Sei stato il più tenace avversario di Dan. Parliamo di quello che lui ha saputo fare nella comunicazione sportiva.
“Certo. Arrivò in Italia con la chitarra a tracolla, che tra l’altro suona benissimo e cantava il Country, sembrava un hippy. Tutti gli allenatori degli Stai Uniti venuti in Italia avevano fallito, si aspettavano altro. Lui giunse a Bologna sotto la guida del presidente Porelli, e si è trasformato. Dopo due mesi aveva i capelli come il manager della Borsa, e un pullover di cachemere! Noi pensavamo di cucinarlo come gli altri ma ci rendemmo conto che non fu così. Oltretutto si vedeva che fosse capace di essere l’allenatore della Virtus e ha segnato nuovi modi per tutti gli altri allenatori”.

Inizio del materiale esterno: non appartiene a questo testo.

use thiserror::Error;

/// Result type alias for sshfleet operations
pub type TunnelResult<T> = Result<T, TunnelError>;

/// Error types for the sshfleet library
#[derive(Error, Debug)]
pub enum TunnelError {
    /// Malformed config file, bad entry, or capacity exceeded
    #[error("Configuration error: {0}")]
    Config(String),

    /// Field validation failure (add, config entry)
    #[error("Validation error: {0}")]
    Validation(String),

    /// External ssh client spawn/probe failures
    #[error("SSH error: {0}")]
    Ssh(String),

    /// I/O errors
    #[error("I/O error: {0}")]
    Io(#[from] std::io::Error),

    /// Manager registry errors (capacity, duplicate name)
    #[error("Manager error: {0}")]
    Manager(String),

    /// Operator referenced a tunnel name that doesn't exist
    #[error("No such tunnel: {0}")]
    NotFound(String),

    /// Generic errors
    #[error("Error: {0}")]
    Other(String),
}
//! Command interpreter (spec.md section 4.5): a line-oriented REPL that
//! reads one line at a time from standard input and dispatches it to the
//! manager. Never touches tunnel state directly, and never holds the
//! manager lock across a blocking stdin read.

use std::path::PathBuf;
use std::sync::Arc;
use std::time::Duration;

use tokio::io::{AsyncBufReadExt, BufReader, Lines, Stdin};
use tracing::warn;

use crate::manager::Manager;
use crate::ssh;
use crate::tunnel::{TunnelSpec, TunnelType};

const HELP_TEXT: &str = "\
Commands:
  status, (empty)        clear screen and render the tunnel table
  start [<name>]          start every tunnel, or just <name>
  stop [<name>]           stop every tunnel, or just <name>
  reset <name>            stop-then-start <name>, zeroing its restart counter
  add                     interactively add a new tunnel
  remove <name>           stop and drop <name>, persisting the removal
  test [<name>]           probe a loopback TCP connect to the local side
  debug [<name>]          print the exact ssh command line that would run
  diagnose                report on logs dir, config file, and key files
  watch                   render status every 2s until interrupted
  help                    print this catalogue
  quit, exit              clean shutdown";

pub struct Repl {
    manager: Arc<Manager>,
    config_path: PathBuf,
    lines: Lines<BufReader<Stdin>>,
}

impl Repl {
    pub fn new(manager: Arc<Manager>, config_path: PathBuf) -> Self {
        let lines = BufReader::new(tokio::io::stdin()).lines();
        Self {
            manager,
            config_path,
            lines,
        }
    }

    /// Run the REPL until `quit`/`exit` or EOF on stdin.
    pub async fn run(&mut self) {
        println!("{HELP_TEXT}");

        loop {
            let line = match self.lines.next_line().await {
                Ok(Some(line)) => line,
                Ok(None) => break, // EOF
                Err(e) => {
                    warn!("error reading stdin: {}", e);
                    break;
                }
            };

            let trimmed = line.trim_start().to_string();
            if !self.dispatch(&trimmed).await {
                break;
            }
        }
    }

    /// Returns false when the REPL should stop (quit/exit/EOF).
    async fn dispatch(&mut self, line: &str) -> bool {
        let (cmd, rest) = match line.split_once(char::is_whitespace) {
            Some((c, r)) => (c, r.trim_start().to_string()),
            None => (line, String::new()),
        };

        match cmd {
            "" | "status" => self.cmd_status(),
            "start" => self.cmd_start(&rest),
            "stop" => self.cmd_stop(&rest).await,
            "reset" => self.cmd_reset(&rest).await,
            "add" => self.cmd_add().await,
            "remove" => self.cmd_remove(&rest).await,
            "test" => self.cmd_test(&rest).await,
            "debug" => self.cmd_debug(&rest),
            "diagnose" => self.cmd_diagnose(),
            "watch" => self.cmd_watch().await,
            "help" => println!("{HELP_TEXT}"),
            "quit" | "exit" => {
                println!("shutting down...");
                self.manager.shutdown().await;
                return false;
            }
            other => println!("unknown command: {other}. Type 'help' for the command catalogue."),
        }
        true
    }

    fn cmd_status(&self) {
        crate::status::print_status(&self.manager.snapshot());
    }

    fn cmd_start(&self, name: &str) {
        if name.is_empty() {
            self.manager.start_all();
            println!("started all tunnels");
            return;
        }
        match self.manager.start(name) {
            Ok(()) => println!("started {name}"),
            Err(e) => println!("error: {e}"),
        }
    }

    async fn cmd_stop(&self, name: &str) {
        if name.is_empty() {
            self.manager.stop_all().await;
            println!("stopped all tunnels");
            return;
        }
        match self.manager.stop(name).await {
            Ok(()) => println!("stopped {name}"),
            Err(e) => println!("error: {e}"),
        }
    }

    async fn cmd_reset(&self, name: &str) {
        if name.is_empty() {
            println!("usage: reset <name>");
            return;
        }
        match self.manager.reset(name).await {
            Ok(()) => println!("reset {name}"),
            Err(e) => println!("error: {e}"),
        }
    }

    async fn cmd_remove(&self, name: &str) {
        if name.is_empty() {
            println!("usage: remove <name>");
            return;
        }
        match self.manager.remove(name).await {
            Ok(()) => println!("removed {name}"),
            Err(e) => println!("error: {e}"),
        }
    }

    async fn cmd_test(&self, name: &str) {
        let names = if name.is_empty() {
            self.manager.list_names()
        } else {
            vec![name.to_string()]
        };
        for name in names {
            match self.manager.tunnel_spec(&name) {
                Some(spec) => {
                    let ok = ssh::probe_local_port(spec.local_port).await;
                    println!(
                        "{name}: {} (127.0.0.1:{})",
                        if ok { "reachable" } else { "unreachable" },
                        spec.local_port
                    );
                    if spec.tunnel_type == TunnelType::Reverse {
                        println!(
                            "  note: reverse tunnel probe only checks the local service side; \
                             the remote listener cannot be probed from here"
                        );
                    }
                }
                None => println!("error: no such tunnel: {name}"),
            }
        }
    }

    fn cmd_debug(&self, name: &str) {
        let names = if name.is_empty() {
            self.manager.list_names()
        } else {
            vec![name.to_string()]
        };
        for name in names {
            match self.manager.tunnel_spec(&name) {
                Some(spec) => println!("{name}: {}", ssh::command_line(&spec)),
                None => println!("error: no such tunnel: {name}"),
            }
        }
    }

    fn cmd_diagnose(&self) {
        let log_dir = self.manager.log_dir();
        println!(
            "logs directory: {} ({})",
            log_dir.display(),
            if log_dir.is_dir() { "present" } else { "missing" }
        );
        println!(
            "config file: {} ({})",
            self.config_path.display(),
            if self.config_path.is_file() { "present" } else { "missing" }
        );

        for name in self.manager.list_names() {
            let Some(spec) = self.manager.tunnel_spec(&name) else {
                continue;
            };
            match std::fs::metadata(&spec.ssh_key) {
                Ok(meta) => {
                    #[cfg(unix)]
                    {
                        use std::os::unix::fs::PermissionsExt;
                        let mode = meta.permissions().mode() & 0o777;
                        println!(
                            "{name}: ssh_key {} present, mode {:o}{}",
                            spec.ssh_key,
                            mode,
                            if mode > 0o600 { " (too open, expected 0600)" } else { "" }
                        );
                    }
                    #[cfg(not(unix))]
                    println!("{name}: ssh_key {} present", spec.ssh_key);
                }
                Err(_) => println!("{name}: ssh_key {} is missing", spec.ssh_key),
            }
            if spec.tunnel_type == TunnelType::Reverse {
                println!(
                    "{name}: reverse tunnel - the SSH server must have GatewayPorts or a \
                     matching bind address configured to expose remote_port {}",
                    spec.remote_port
                );
            }
        }
    }

    async fn cmd_watch(&self) {
        println!("watching status every 2s, Ctrl+C to stop watching (not the process)");
        loop {
            crate::status::print_status(&self.manager.snapshot());
            tokio::select! {
                _ = tokio::time::sleep(Duration::from_secs(2)) => {}
                _ = tokio::signal::ctrl_c() => break,
            }
        }
    }

    /// Interactive add-tunnel prompt sequence.
    async fn cmd_add(&mut self) {
        macro_rules! ask {
            ($prompt:expr) => {{
                println!($prompt);
                match self.lines.next_line().await {
                    Ok(Some(l)) => l.trim().to_string(),
                    _ => return,
                }
            }};
        }

        let name = ask!("name:");
        let user = ask!("user:");
        let host = ask!("host:");
        let port: u16 = match ask!("port [22]:").parse() {
            Ok(0) | Err(_) => 22,
            Ok(p) => p,
        };
        let ssh_key = ask!("ssh_key path:");
        let type_str = ask!("type [forward/reverse, default forward]:");
        let tunnel_type = if type_str.eq_ignore_ascii_case("reverse") {
            TunnelType::Reverse
        } else {
            TunnelType::Forward
        };
        let local_port: u16 = match ask!("local_port:").parse() {
            Ok(p) => p,
            Err(_) => {
                println!("error: local_port must be a number");
                return;
            }
        };
        let remote_host = ask!("remote_host:");
        let remote_port: u16 = match ask!("remote_port:").parse() {
            Ok(p) => p,
            Err(_) => {
                println!("error: remote_port must be a number");
                return;
            }
        };
        let delay_str = ask!("reconnect_delay [5]:");
        let reconnect_delay: u64 = if delay_str.is_empty() {
            5
        } else {
            delay_str.parse().unwrap_or(5)
        };

        let spec = TunnelSpec {
            name,
            user,
            host,
            port,
            ssh_key,
            tunnel_type,
            local_port,
            remote_host,
            remote_port,
            reconnect_delay,
        };

        match self.manager.add(spec) {
            Ok(()) => println!("added tunnel"),
            Err(e) => println!("error: {e}"),
        }
    }
}
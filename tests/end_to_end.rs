//! End-to-end scenarios from spec.md section 8, driven against a fake SSH
//! child process instead of a real SSH client. `SSH_PROGRAM` is a
//! process-wide environment variable, so tests that set it are serialized
//! through `ENV_GUARD` to avoid cross-test interference.

use std::path::{Path, PathBuf};
use std::sync::{Arc, Mutex};
use std::time::Duration;

use sshfleet::manager::Manager;
use sshfleet::tunnel::{TunnelSpec, TunnelStatus, TunnelType};

static ENV_GUARD: Mutex<()> = Mutex::new(());

fn write_fake_ssh(dir: &Path, body: &str) -> PathBuf {
    let path = dir.join("fake_ssh.sh");
    std::fs::write(&path, format!("#!/bin/sh\n{body}\n")).unwrap();
    #[cfg(unix)]
    {
        use std::os::unix::fs::PermissionsExt;
        let mut perms = std::fs::metadata(&path).unwrap().permissions();
        perms.set_mode(0o755);
        std::fs::set_permissions(&path, perms).unwrap();
    }
    path
}

fn sample_spec(name: &str, tunnel_type: TunnelType, reconnect_delay: u64) -> TunnelSpec {
    TunnelSpec {
        name: name.to_string(),
        user: "alice".into(),
        host: "bastion.example.com".into(),
        port: 22,
        ssh_key: "/dev/null".into(),
        tunnel_type,
        local_port: 18080,
        remote_host: "127.0.0.1".into(),
        remote_port: 6983,
        reconnect_delay,
    }
}

fn test_manager(dir: &Path, capacity: usize) -> Arc<Manager> {
    Arc::new(Manager::new(dir.join("config.json"), dir.to_path_buf(), capacity))
}

#[tokio::test]
async fn happy_reconnect_cycles_through_states() {
    let _guard = ENV_GUARD.lock().unwrap();
    let dir = tempfile::tempdir().unwrap();
    let script = write_fake_ssh(dir.path(), "sleep 0.5\nexit 0\n");
    unsafe {
        std::env::set_var("SSH_PROGRAM", &script);
    }

    let manager = test_manager(dir.path(), 4);
    manager.add(sample_spec("web-dev", TunnelType::Forward, 1)).unwrap();
    manager.start("web-dev").unwrap();

    tokio::time::sleep(Duration::from_secs(3)).await;

    let snap = manager
        .snapshot()
        .into_iter()
        .find(|t| t.spec.name == "web-dev")
        .unwrap();
    assert!(snap.restart_count >= 2, "restart_count={}", snap.restart_count);

    manager.stop("web-dev").await.unwrap();
    unsafe {
        std::env::remove_var("SSH_PROGRAM");
    }
}

#[tokio::test]
async fn reset_leaves_restart_count_at_one_the_instant_it_returns() {
    let _guard = ENV_GUARD.lock().unwrap();
    let dir = tempfile::tempdir().unwrap();
    let script = write_fake_ssh(dir.path(), "sleep 5\n");
    unsafe {
        std::env::set_var("SSH_PROGRAM", &script);
    }

    let manager = test_manager(dir.path(), 4);
    manager.add(sample_spec("web-dev", TunnelType::Forward, 5)).unwrap();
    manager.start("web-dev").unwrap();
    tokio::time::sleep(Duration::from_millis(300)).await;

    manager.reset("web-dev").await.unwrap();

    // No sleep here: reset() must not return until the fresh worker's first
    // begin_attempt has actually run, so this read can't race it.
    let snap = manager
        .snapshot()
        .into_iter()
        .find(|t| t.spec.name == "web-dev")
        .unwrap();
    assert_eq!(snap.restart_count, 1, "restart_count={}", snap.restart_count);

    manager.stop("web-dev").await.unwrap();
    unsafe {
        std::env::remove_var("SSH_PROGRAM");
    }
}

#[tokio::test]
async fn auth_classification_from_output() {
    let _guard = ENV_GUARD.lock().unwrap();
    let dir = tempfile::tempdir().unwrap();
    let script = write_fake_ssh(
        dir.path(),
        "echo 'Permission denied (publickey).' >&2\nexit 255\n",
    );
    unsafe {
        std::env::set_var("SSH_PROGRAM", &script);
    }

    let manager = test_manager(dir.path(), 4);
    manager.add(sample_spec("db-auth", TunnelType::Forward, 1)).unwrap();
    manager.start("db-auth").unwrap();

    tokio::time::sleep(Duration::from_millis(800)).await;

    let snap = manager
        .snapshot()
        .into_iter()
        .find(|t| t.spec.name == "db-auth")
        .unwrap();
    assert_eq!(snap.status, TunnelStatus::AuthError);
    let count_after_first = snap.restart_count;

    tokio::time::sleep(Duration::from_secs(2)).await;
    let snap2 = manager
        .snapshot()
        .into_iter()
        .find(|t| t.spec.name == "db-auth")
        .unwrap();
    assert!(snap2.restart_count > count_after_first);

    manager.stop("db-auth").await.unwrap();
    unsafe {
        std::env::remove_var("SSH_PROGRAM");
    }
}

#[tokio::test]
async fn port_conflict_reverse_classification() {
    let _guard = ENV_GUARD.lock().unwrap();
    let dir = tempfile::tempdir().unwrap();
    let script = write_fake_ssh(
        dir.path(),
        "echo 'Warning: remote port forwarding failed for listen port 6983' >&2\nsleep 10\n",
    );
    unsafe {
        std::env::set_var("SSH_PROGRAM", &script);
    }

    let manager = test_manager(dir.path(), 4);
    manager
        .add(sample_spec("reverse-api", TunnelType::Reverse, 1))
        .unwrap();
    manager.start("reverse-api").unwrap();

    tokio::time::sleep(Duration::from_secs(6)).await;

    let snap = manager
        .snapshot()
        .into_iter()
        .find(|t| t.spec.name == "reverse-api")
        .unwrap();
    assert_eq!(snap.status, TunnelStatus::PortError);

    manager.stop("reverse-api").await.unwrap();
    unsafe {
        std::env::remove_var("SSH_PROGRAM");
    }
}

#[tokio::test]
async fn duplicate_add_rejected_and_disk_unchanged() {
    let dir = tempfile::tempdir().unwrap();
    let manager = test_manager(dir.path(), 4);
    manager.add(sample_spec("db-prod", TunnelType::Forward, 5)).unwrap();

    let config_path = dir.path().join("config.json");
    let before = std::fs::read_to_string(&config_path).unwrap();

    let err = manager
        .add(sample_spec("db-prod", TunnelType::Forward, 5))
        .unwrap_err();
    assert!(err.to_string().contains("already exists"));

    assert_eq!(manager.list_names().len(), 1);
    let after = std::fs::read_to_string(&config_path).unwrap();
    assert_eq!(before, after);
}

#[tokio::test]
async fn graceful_shutdown_stops_all_workers() {
    let _guard = ENV_GUARD.lock().unwrap();
    let dir = tempfile::tempdir().unwrap();
    // Writes a keepalive line every 100ms, like real ssh's server-alive
    // traffic, so that closing the captured pipe (not an active kill) makes
    // the next write fail with EPIPE/SIGPIPE and the process exit promptly.
    let script = write_fake_ssh(
        dir.path(),
        "i=0\nwhile [ $i -lt 300 ]; do echo keepalive; sleep 0.1; i=$((i+1)); done\n",
    );
    unsafe {
        std::env::set_var("SSH_PROGRAM", &script);
    }

    let manager = test_manager(dir.path(), 4);
    manager.add(sample_spec("web-a", TunnelType::Forward, 1)).unwrap();
    manager.add(sample_spec("web-b", TunnelType::Forward, 1)).unwrap();
    manager.start_all();

    tokio::time::sleep(Duration::from_millis(700)).await;

    manager.shutdown().await;

    for snap in manager.snapshot() {
        assert_eq!(snap.status, TunnelStatus::Stopped);
        assert!(!snap.has_worker);
    }
    assert!(!manager.is_running());

    unsafe {
        std::env::remove_var("SSH_PROGRAM");
    }
}

#[tokio::test]
async fn stop_single_tunnel_others_unaffected() {
    let _guard = ENV_GUARD.lock().unwrap();
    let dir = tempfile::tempdir().unwrap();
    // Writes a keepalive line every 100ms, like real ssh's server-alive
    // traffic, so that closing the captured pipe (not an active kill) makes
    // the next write fail with EPIPE/SIGPIPE and the process exit promptly.
    let script = write_fake_ssh(
        dir.path(),
        "i=0\nwhile [ $i -lt 300 ]; do echo keepalive; sleep 0.1; i=$((i+1)); done\n",
    );
    unsafe {
        std::env::set_var("SSH_PROGRAM", &script);
    }

    let manager = test_manager(dir.path(), 4);
    manager.add(sample_spec("web-dev", TunnelType::Forward, 1)).unwrap();
    manager.add(sample_spec("db-prod", TunnelType::Forward, 1)).unwrap();
    manager.add(sample_spec("cache-1", TunnelType::Forward, 1)).unwrap();
    manager.start_all();

    tokio::time::sleep(Duration::from_millis(700)).await;

    manager.stop("web-dev").await.unwrap();

    let snaps: std::collections::HashMap<_, _> = manager
        .snapshot()
        .into_iter()
        .map(|t| (t.spec.name.clone(), t))
        .collect();

    assert_eq!(snaps["web-dev"].status, TunnelStatus::Stopped);
    assert!(!snaps["web-dev"].has_worker);
    assert!(snaps["db-prod"].has_worker);
    assert!(snaps["cache-1"].has_worker);

    manager.stop_all().await;
    unsafe {
        std::env::remove_var("SSH_PROGRAM");
    }
}
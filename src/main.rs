use std::path::PathBuf;
use std::process::ExitCode;
use std::sync::Arc;

use clap::Parser;
use sshfleet::manager::{Manager, DEFAULT_CAPACITY};
use sshfleet::repl::Repl;
use tracing::{error, info};

/// Supervisor for a fleet of outbound SSH port-forwarding tunnels.
#[derive(Parser, Debug)]
#[command(name = "sshfleet", version, about)]
struct Cli {
    /// Path to the tunnel configuration file.
    #[arg(default_value = "config.json")]
    config: PathBuf,

    /// Directory for per-tunnel log files.
    #[arg(short, long, default_value = "logs")]
    log_dir: PathBuf,
}

#[tokio::main]
async fn main() -> ExitCode {
    if let Err(e) = sshfleet::init_logging() {
        eprintln!("failed to initialize logging: {e}");
    }

    let cli = Cli::parse();

    if let Err(e) = ensure_log_dir(&cli.log_dir) {
        error!("could not create logs directory {}: {}", cli.log_dir.display(), e);
        return ExitCode::FAILURE;
    }

    let manager = Arc::new(Manager::new(
        cli.config.clone(),
        cli.log_dir.clone(),
        DEFAULT_CAPACITY,
    ));

    let loaded = match manager.load(&cli.config) {
        Ok(count) => count,
        Err(e) => {
            error!("failed to load config {}: {}", cli.config.display(), e);
            return ExitCode::FAILURE;
        }
    };

    if loaded == 0 {
        error!("no tunnels configured in {}", cli.config.display());
        return ExitCode::FAILURE;
    }

    info!("loaded {} tunnel(s) from {}", loaded, cli.config.display());
    manager.start_all();

    let shutdown_manager = Arc::clone(&manager);
    tokio::spawn(async move {
        wait_for_shutdown_signal().await;
        info!("shutdown signal received, stopping tunnels...");
        shutdown_manager.shutdown().await;
        std::process::exit(0);
    });

    let mut repl = Repl::new(manager, cli.config);
    repl.run().await;

    ExitCode::SUCCESS
}

fn ensure_log_dir(path: &std::path::Path) -> std::io::Result<()> {
    std::fs::create_dir_all(path)?;
    #[cfg(unix)]
    {
        use std::os::unix::fs::PermissionsExt;
        let mut perms = std::fs::metadata(path)?.permissions();
        perms.set_mode(0o755);
        std::fs::set_permissions(path, perms)?;
    }
    Ok(())
}

/// Waits for either interrupt (Ctrl+C) or terminate (SIGTERM on unix).
async fn wait_for_shutdown_signal() {
    #[cfg(unix)]
    {
        let mut terminate = tokio::signal::unix::signal(tokio::signal::unix::SignalKind::terminate())
            .expect("failed to install SIGTERM handler");
        tokio::select! {
            _ = tokio::signal::ctrl_c() => {}
            _ = terminate.recv() => {}
        }
    }
    #[cfg(not(unix))]
    {
        let _ = tokio::signal::ctrl_c().await;
    }
}
//! Status renderer (spec.md section 4.6): a read-only projection of the
//! manager's tunnel table. Formats each tunnel as a two-line block and
//! aggregates counts by status bucket in a footer. Clears the terminal as
//! a side effect, to support the `watch` command's repeated redraw.

use chrono::Utc;

use crate::tunnel::{TunnelSnapshot, TunnelStatus, TunnelType};

/// ANSI clear-screen + cursor-home, matching the terminal tools this system
/// is descended from.
pub fn clear_screen() {
    print!("\x1B[2J\x1B[H");
}

fn connection_chain(snapshot: &TunnelSnapshot) -> String {
    let spec = &snapshot.spec;
    match spec.tunnel_type {
        TunnelType::Forward => format!(
            "127.0.0.1:{} -> {}@{}:{} -> {}:{}",
            spec.local_port, spec.user, spec.host, spec.port, spec.remote_host, spec.remote_port
        ),
        TunnelType::Reverse => format!(
            "{}:{} <- {}@{}:{} <- 127.0.0.1:{}",
            spec.remote_host, spec.remote_port, spec.user, spec.host, spec.port, spec.local_port
        ),
    }
}

fn time_since(snapshot: &TunnelSnapshot) -> String {
    match snapshot.last_restart {
        None => "never".to_string(),
        Some(at) => {
            let secs = (Utc::now() - at).num_seconds().max(0);
            format!("{secs}s ago")
        }
    }
}

fn render_block(snapshot: &TunnelSnapshot) -> String {
    format!(
        "{}  {}\n  [{}] restarts={} delay={}s last_restart={}",
        snapshot.spec.name,
        connection_chain(snapshot),
        snapshot.status.label(),
        snapshot.restart_count,
        snapshot.spec.reconnect_delay,
        time_since(snapshot),
    )
}

fn footer(snapshots: &[TunnelSnapshot]) -> String {
    let mut running = 0;
    let mut stopped = 0;
    let mut errored = 0;
    for s in snapshots {
        match s.status {
            TunnelStatus::Running => running += 1,
            TunnelStatus::Stopped => stopped += 1,
            other if other.is_error() => errored += 1,
            _ => {}
        }
    }
    let transitional = snapshots.len() - running - stopped - errored;
    format!(
        "-- {} tunnel(s): {} running, {} stopped, {} error, {} transitional --",
        snapshots.len(),
        running,
        stopped,
        errored,
        transitional
    )
}

/// Render the full table as operators see it with `status`/`watch`.
pub fn render(snapshots: &[TunnelSnapshot]) -> String {
    if snapshots.is_empty() {
        return "(no tunnels configured)".to_string();
    }
    let mut out = String::new();
    for snapshot in snapshots {
        out.push_str(&render_block(snapshot));
        out.push_str("\n\n");
    }
    out.push_str(&footer(snapshots));
    out
}

/// Clear the screen then print the rendered table, as `status` and `watch`
/// both do.
pub fn print_status(snapshots: &[TunnelSnapshot]) {
    clear_screen();
    println!("{}", render(snapshots));
}

#[cfg(test)]
mod tests {
    use super::*;
    use crate::tunnel::TunnelSpec;

    fn snapshot(name: &str, tunnel_type: TunnelType, status: TunnelStatus) -> TunnelSnapshot {
        TunnelSnapshot {
            spec: TunnelSpec {
                name: name.into(),
                user: "alice".into(),
                host: "bastion.example.com".into(),
                port: 22,
                ssh_key: "/k".into(),
                tunnel_type,
                local_port: 8080,
                remote_host: "127.0.0.1".into(),
                remote_port: 80,
                reconnect_delay: 5,
            },
            status,
            restart_count: 3,
            last_restart: None,
            should_run: true,
            has_worker: true,
        }
    }

    #[test]
    fn forward_chain_reads_local_to_remote() {
        let snap = snapshot("web", TunnelType::Forward, TunnelStatus::Running);
        let rendered = render(&[snap]);
        assert!(rendered.contains("127.0.0.1:8080 -> alice@bastion.example.com:22 -> 127.0.0.1:80"));
    }

    #[test]
    fn reverse_chain_reads_remote_to_local() {
        let snap = snapshot("web", TunnelType::Reverse, TunnelStatus::Running);
        let rendered = render(&[snap]);
        assert!(rendered.contains("127.0.0.1:80 <- alice@bastion.example.com:22 <- 127.0.0.1:8080"));
    }

    #[test]
    fn footer_counts_buckets() {
        let snaps = vec![
            snapshot("a", TunnelType::Forward, TunnelStatus::Running),
            snapshot("b", TunnelType::Forward, TunnelStatus::Stopped),
            snapshot("c", TunnelType::Forward, TunnelStatus::AuthError),
        ];
        let rendered = render(&snaps);
        assert!(rendered.contains("3 tunnel(s): 1 running, 1 stopped, 1 error, 0 transitional"));
    }

    #[test]
    fn empty_table_renders_placeholder() {
        assert_eq!(render(&[]), "(no tunnels configured)");
    }
}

Cosa ha rappresntato coach Peterson?
“I primi anni ’70 sono stati miracolosi per il basket, come per la Musica, ad esempio, o la Moda e l’Arte. Il basket ha avuto il coraggio di fare riforme, come i playoff, importati dall’America. Giungevamo ad un professionismo più spinto, con il secondo giocatore americano. Dan insegnò a noi, comunque eccellenti nel basket, un’immagine di un allenatore non solo con la lavagnetta, ma capace di raccontare, il Basket. A tutti. Anche alzando polemiche inventate, facendo un grande favore ai giornalisti del basket, che facevano titoli per attirare l’attenzione di chi nemmeno sapeva, cosa fosse, il Basket. Ha cominciato a raccontare l’Nba in televisione in maniera efficacissima, Larry Bird, Magic Johnson e più tardi Jordan. Ulteriormente ha ampliato l’audience del basket e infine, è stato capace di scrivere manuali, di questo gioco”.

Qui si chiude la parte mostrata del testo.